-------- Input for this task

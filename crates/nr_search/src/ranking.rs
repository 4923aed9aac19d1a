//! Filtering and ordering of the article corpus for each query mode.
//!
//! Every mode validates its parameters first, then filters the full
//! collection, sorts it with a stable sort (equal keys keep provider order)
//! and keeps the top [`MAX_ARTICLES`].

use std::cmp::Reverse;
use std::fmt;
use std::sync::Arc;
use chrono::{DateTime, NaiveDate, NaiveDateTime, TimeZone, Utc};
use nr_core::geo::{distance_km, is_valid_latitude, is_valid_longitude};
use nr_core::{Article, ArticleProvider, Error, LanguageModel, Result, MAX_ARTICLES};

const TITLE_MATCH_WEIGHT: f64 = 0.5;
const DESCRIPTION_MATCH_WEIGHT: f64 = 0.3;

pub struct Ranker {
    provider: Arc<dyn ArticleProvider>,
    model: Arc<dyn LanguageModel>,
}

impl fmt::Debug for Ranker {
    fn fmt(&self, f: &mut fmt::Formatter<'_>) -> fmt::Result {
        f.debug_struct("Ranker")
            .field("provider", &"<dyn ArticleProvider>")
            .field("model", &self.model.name())
            .finish()
    }
}

impl Ranker {
    pub fn new(provider: Arc<dyn ArticleProvider>, model: Arc<dyn LanguageModel>) -> Self {
        Self { provider, model }
    }

    pub async fn by_category(&self, name: &str) -> Result<Vec<Article>> {
        require_text(name, "Category cannot be empty")?;
        Ok(rank_by_category(self.provider.fetch_all().await?, name))
    }

    pub async fn by_score(&self, threshold: f64) -> Result<Vec<Article>> {
        if !(0.0..=1.0).contains(&threshold) {
            return Err(Error::InvalidArgument(
                "Relevance score threshold must be between 0 and 1".to_string(),
            ));
        }
        Ok(rank_by_score(self.provider.fetch_all().await?, threshold))
    }

    pub async fn by_source(&self, name: &str) -> Result<Vec<Article>> {
        require_text(name, "Source name cannot be empty")?;
        Ok(rank_by_source(self.provider.fetch_all().await?, name))
    }

    pub async fn nearby(&self, lat: f64, lon: f64, radius_km: f64) -> Result<Vec<Article>> {
        // written as a negation so NaN is rejected too
        if !(radius_km > 0.0) {
            return Err(Error::InvalidArgument("Radius must be positive".to_string()));
        }
        if !is_valid_latitude(lat) || !is_valid_longitude(lon) {
            return Err(Error::InvalidArgument(
                "Invalid latitude or longitude values".to_string(),
            ));
        }
        Ok(rank_nearby(self.provider.fetch_all().await?, lat, lon, radius_km))
    }

    /// Free-text search. Falls back to the raw query when extraction fails.
    pub async fn search(&self, query: &str) -> Result<Vec<Article>> {
        require_text(query, "Search query cannot be empty")?;
        let terms = match self.model.extract_intent_and_entities(query).await {
            Some(extraction) => {
                tracing::debug!(entities = ?extraction.entities, intent = %extraction.intent, "Extracted search entities");
                extraction.entities
            }
            None => {
                tracing::info!("Entity extraction failed, searching for the raw query");
                vec![query.to_string()]
            }
        };
        Ok(rank_by_text_match(self.provider.fetch_all().await?, &terms))
    }

    /// Natural-language query. No entities means no results.
    pub async fn natural_query(&self, query: &str) -> Result<Vec<Article>> {
        require_text(query, "Query cannot be empty")?;
        let entities = match self.model.extract_intent_and_entities(query).await {
            Some(extraction) if !extraction.entities.is_empty() => extraction.entities,
            _ => {
                tracing::info!("Entity extraction failed or found no entities for query: {}", query);
                return Ok(Vec::new());
            }
        };
        let matching: Vec<Article> = self
            .provider
            .fetch_all()
            .await?
            .into_iter()
            .filter(|article| matches_any(article, &entities))
            .collect();
        Ok(newest_first(matching))
    }
}

fn require_text(value: &str, message: &str) -> Result<()> {
    if value.trim().is_empty() {
        return Err(Error::InvalidArgument(message.to_string()));
    }
    Ok(())
}

pub fn rank_by_category(articles: Vec<Article>, name: &str) -> Vec<Article> {
    let matching = articles
        .into_iter()
        .filter(|a| a.category.iter().any(|c| c == name))
        .collect();
    newest_first(matching)
}

pub fn rank_by_score(articles: Vec<Article>, threshold: f64) -> Vec<Article> {
    let mut matching: Vec<Article> = articles
        .into_iter()
        .filter(|a| a.relevance_score.map_or(false, |score| score >= threshold))
        .collect();
    matching.sort_by(|a, b| score_of(b).total_cmp(&score_of(a)));
    matching.truncate(MAX_ARTICLES);
    matching
}

pub fn rank_by_source(articles: Vec<Article>, name: &str) -> Vec<Article> {
    let wanted = name.to_lowercase();
    let matching = articles
        .into_iter()
        .filter(|a| a.source_name.to_lowercase() == wanted)
        .collect();
    newest_first(matching)
}

pub fn rank_nearby(articles: Vec<Article>, lat: f64, lon: f64, radius_km: f64) -> Vec<Article> {
    let mut within: Vec<(f64, Article)> = articles
        .into_iter()
        .filter_map(|article| {
            let (a_lat, a_lon) = article.coordinates()?;
            let distance = distance_km(lat, lon, a_lat, a_lon);
            (distance <= radius_km).then_some((distance, article))
        })
        .collect();
    within.sort_by(|a, b| a.0.total_cmp(&b.0));
    within.into_iter().take(MAX_ARTICLES).map(|(_, a)| a).collect()
}

pub fn rank_by_text_match(articles: Vec<Article>, terms: &[String]) -> Vec<Article> {
    let mut scored: Vec<(f64, Article)> = articles
        .into_iter()
        .filter(|article| matches_any(article, terms))
        .map(|article| (text_match_score(&article, terms) + score_of(&article), article))
        .collect();
    scored.sort_by(|a, b| b.0.total_cmp(&a.0));
    scored.into_iter().take(MAX_ARTICLES).map(|(_, a)| a).collect()
}

/// True if the title or description mentions any term, ignoring case.
pub fn matches_any(article: &Article, terms: &[String]) -> bool {
    let title = article.title.to_lowercase();
    let description = article.description.as_deref().map(str::to_lowercase);
    terms.iter().any(|term| {
        let term = term.to_lowercase();
        title.contains(&term) || description.as_deref().map_or(false, |d| d.contains(&term))
    })
}

/// +0.5 per term found in the title, +0.3 per term found in the description.
pub fn text_match_score(article: &Article, terms: &[String]) -> f64 {
    let title = article.title.to_lowercase();
    let description = article.description.as_deref().map(str::to_lowercase);
    terms.iter().fold(0.0, |score, term| {
        let term = term.to_lowercase();
        let mut score = score;
        if title.contains(&term) {
            score += TITLE_MATCH_WEIGHT;
        }
        if description.as_deref().map_or(false, |d| d.contains(&term)) {
            score += DESCRIPTION_MATCH_WEIGHT;
        }
        score
    })
}

fn score_of(article: &Article) -> f64 {
    article.relevance_score.unwrap_or(0.0)
}

fn newest_first(mut articles: Vec<Article>) -> Vec<Article> {
    articles.sort_by_cached_key(|a| Reverse(published_key(&a.publication_date)));
    articles.truncate(MAX_ARTICLES);
    articles
}

/// Sort key for publication dates. Unparseable dates order before every
/// parseable one, and among themselves by their raw text.
#[derive(Debug, Clone, PartialEq, Eq, PartialOrd, Ord)]
pub enum PublishedKey {
    Unparsed(String),
    Parsed(DateTime<Utc>),
}

pub fn published_key(raw: &str) -> PublishedKey {
    let raw = raw.trim();
    if let Ok(dt) = DateTime::parse_from_rfc3339(raw) {
        return PublishedKey::Parsed(dt.with_timezone(&Utc));
    }
    if let Ok(naive) = NaiveDateTime::parse_from_str(raw, "%Y-%m-%dT%H:%M:%S%.f") {
        return PublishedKey::Parsed(Utc.from_utc_datetime(&naive));
    }
    if let Some(midnight) = NaiveDate::parse_from_str(raw, "%Y-%m-%d")
        .ok()
        .and_then(|date| date.and_hms_opt(0, 0, 0))
    {
        return PublishedKey::Parsed(Utc.from_utc_datetime(&midnight));
    }
    PublishedKey::Unparsed(raw.to_string())
}
use nr_core::{ArticleProvider, Error, Result};
use std::path::Path;
use std::sync::Arc;

pub mod backends;

pub use backends::*;

/// Build the article provider named by `kind`, seeding it from `seed` when given.
pub async fn create_storage(kind: &str, seed: Option<&Path>) -> Result<Arc<dyn ArticleProvider>> {
    match kind {
        "memory" => {
            let storage = match seed {
                Some(path) => InMemoryStorage::from_json_file(path).await?,
                None => InMemoryStorage::new(),
            };
            if storage.is_empty().await {
                tracing::warn!("Storage is empty, every query will return no articles");
            } else {
                tracing::info!("Loaded {} articles into memory", storage.len().await);
            }
            Ok(Arc::new(storage))
        }
        other => Err(Error::Storage(format!("Unknown storage backend: {}", other))),
    }
}

pub mod prelude {
    pub use super::backends::*;
    pub use super::create_storage;
}
//! Cooperative cancellation for request handling.

use std::sync::atomic::{AtomicBool, Ordering};
use std::sync::Arc;
use tokio::sync::Notify;

/// Clonable signal a caller can fire to abandon in-flight waits.
#[derive(Debug, Clone, Default)]
pub struct CancelSignal {
    inner: Arc<Inner>,
}

#[derive(Debug, Default)]
struct Inner {
    cancelled: AtomicBool,
    notify: Notify,
}

impl CancelSignal {
    pub fn new() -> Self {
        Self::default()
    }

    pub fn cancel(&self) {
        self.inner.cancelled.store(true, Ordering::SeqCst);
        self.inner.notify.notify_waiters();
    }

    pub fn is_cancelled(&self) -> bool {
        self.inner.cancelled.load(Ordering::SeqCst)
    }

    /// Resolves once `cancel` has been called.
    pub async fn cancelled(&self) {
        loop {
            let notified = self.inner.notify.notified();
            if self.is_cancelled() {
                return;
            }
            notified.await;
        }
    }
}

----------------

# Exercise goal
What is needed is a verbatim copy of every line in the records above from the one containing "(distance <= radius_km).then_some((distance, article))" down to the one containing "score += TITLE_MATCH_WEIGHT;", both included, and nothing more.

# Solved exercise
            (distance <= radius_km).then_some((distance, article))
        })
        .collect();
    within.sort_by(|a, b| a.0.total_cmp(&b.0));
    within.into_iter().take(MAX_ARTICLES).map(|(_, a)| a).collect()
}

pub fn rank_by_text_match(articles: Vec<Article>, terms: &[String]) -> Vec<Article> {
    let mut scored: Vec<(f64, Article)> = articles
        .into_iter()
        .filter(|article| matches_any(article, terms))
        .map(|article| (text_match_score(&article, terms) + score_of(&article), article))
        .collect();
    scored.sort_by(|a, b| b.0.total_cmp(&a.0));
    scored.into_iter().take(MAX_ARTICLES).map(|(_, a)| a).collect()
}

/// True if the title or description mentions any term, ignoring case.
pub fn matches_any(article: &Article, terms: &[String]) -> bool {
    let title = article.title.to_lowercase();
    let description = article.description.as_deref().map(str::to_lowercase);
    terms.iter().any(|term| {
        let term = term.to_lowercase();
        title.contains(&term) || description.as_deref().map_or(false, |d| d.contains(&term))
    })
}

/// +0.5 per term found in the title, +0.3 per term found in the description.
pub fn text_match_score(article: &Article, terms: &[String]) -> f64 {
    let title = article.title.to_lowercase();
    let description = article.description.as_deref().map(str::to_lowercase);
    terms.iter().fold(0.0, |score, term| {
        let term = term.to_lowercase();
        let mut score = score;
        if title.contains(&term) {
            score += TITLE_MATCH_WEIGHT;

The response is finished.